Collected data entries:
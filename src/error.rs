use thiserror::Error;

pub type GwResult<T> = Result<T, GwError>;

#[derive(Debug, Error)]
pub enum GwError {
    #[error("i/o failure: {0}")]
    Io(#[from] std::io::Error),

    #[error("json failure: {0}")]
    Json(#[from] serde_json::Error),

    #[error("missing command `{command}` on PATH")]
    CommandMissing { command: String },

    #[error("validation failed: {reason}")]
    ValidationFailed { reason: String },

    #[error("admission rejected: {reason}")]
    AdmissionRejected { reason: String },

    #[error("transcoder temporarily unavailable; retry after {retry_after_secs}s")]
    SandboxUnavailable { retry_after_secs: u64 },

    #[error("transcoder process failed: {reason}")]
    ProcessFailed { reason: String },

    #[error("resource limit exceeded: {reason}")]
    ResourceLimit {
        breach: crate::supervisor::LimitBreached,
        reason: String,
    },

    #[error("backend `{backend}` not available: {reason}")]
    BackendNotAvailable { backend: String, reason: String },

    #[error("transcription failed on `{backend}`: {reason}")]
    TranscriptionFailed { backend: String, reason: String },

    #[error("all backends failed: {}", format_attempts(.attempts))]
    AllBackendsFailed { attempts: Vec<(String, String)> },
}

fn format_attempts(attempts: &[(String, String)]) -> String {
    attempts
        .iter()
        .map(|(backend, reason)| format!("{backend}: {reason}"))
        .collect::<Vec<_>>()
        .join("; ")
}

impl GwError {
    #[must_use]
    pub fn validation(reason: impl Into<String>) -> Self {
        Self::ValidationFailed {
            reason: reason.into(),
        }
    }

    #[must_use]
    pub fn admission(reason: impl Into<String>) -> Self {
        Self::AdmissionRejected {
            reason: reason.into(),
        }
    }

    #[must_use]
    pub fn process(reason: impl Into<String>) -> Self {
        Self::ProcessFailed {
            reason: reason.into(),
        }
    }

    /// Build a `ProcessFailed` from a non-zero subprocess exit, folding
    /// trimmed stderr into the reason when present.
    #[must_use]
    pub fn from_process_exit(command: &str, status: i32, stderr: &str) -> Self {
        let trimmed = stderr.trim();
        let reason = if trimmed.is_empty() {
            format!("`{command}` exited with status {status}")
        } else {
            format!("`{command}` exited with status {status}; stderr: {trimmed}")
        };
        Self::ProcessFailed { reason }
    }

    /// Whether the registry may retry this failure on another backend.
    ///
    /// Only inference failures are retried. Validation failures indict the
    /// input, not the backend; a construction failure surfaces as
    /// `BackendNotAvailable` so the caller can distinguish a missing
    /// backend from a bad request.
    #[must_use]
    pub const fn is_fallback_eligible(&self) -> bool {
        matches!(self, Self::TranscriptionFailed { .. })
    }

    /// Stable, unique, machine-readable error code for every variant.
    #[must_use]
    pub const fn error_code(&self) -> &'static str {
        match self {
            Self::Io(_) => "GW-IO",
            Self::Json(_) => "GW-JSON",
            Self::CommandMissing { .. } => "GW-CMD-MISSING",
            Self::ValidationFailed { .. } => "GW-VALIDATION",
            Self::AdmissionRejected { .. } => "GW-ADMISSION",
            Self::SandboxUnavailable { .. } => "GW-SANDBOX-OPEN",
            Self::ProcessFailed { .. } => "GW-PROCESS",
            Self::ResourceLimit { .. } => "GW-RESOURCE-LIMIT",
            Self::BackendNotAvailable { .. } => "GW-BACKEND-UNAVAILABLE",
            Self::TranscriptionFailed { .. } => "GW-TRANSCRIPTION",
            Self::AllBackendsFailed { .. } => "GW-ALL-BACKENDS",
        }
    }
}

TASK PROMPT →
Which lines above include the word "String"? Pick them out and copy them.

RESULT FOR THIS TASK →
    CommandMissing { command: String },
    ValidationFailed { reason: String },
    AdmissionRejected { reason: String },
    ProcessFailed { reason: String },
        reason: String,
    BackendNotAvailable { backend: String, reason: String },
    TranscriptionFailed { backend: String, reason: String },
    AllBackendsFailed { attempts: Vec<(String, String)> },
fn format_attempts(attempts: &[(String, String)]) -> String {
    pub fn validation(reason: impl Into<String>) -> Self {
    pub fn admission(reason: impl Into<String>) -> Self {
    pub fn process(reason: impl Into<String>) -> Self {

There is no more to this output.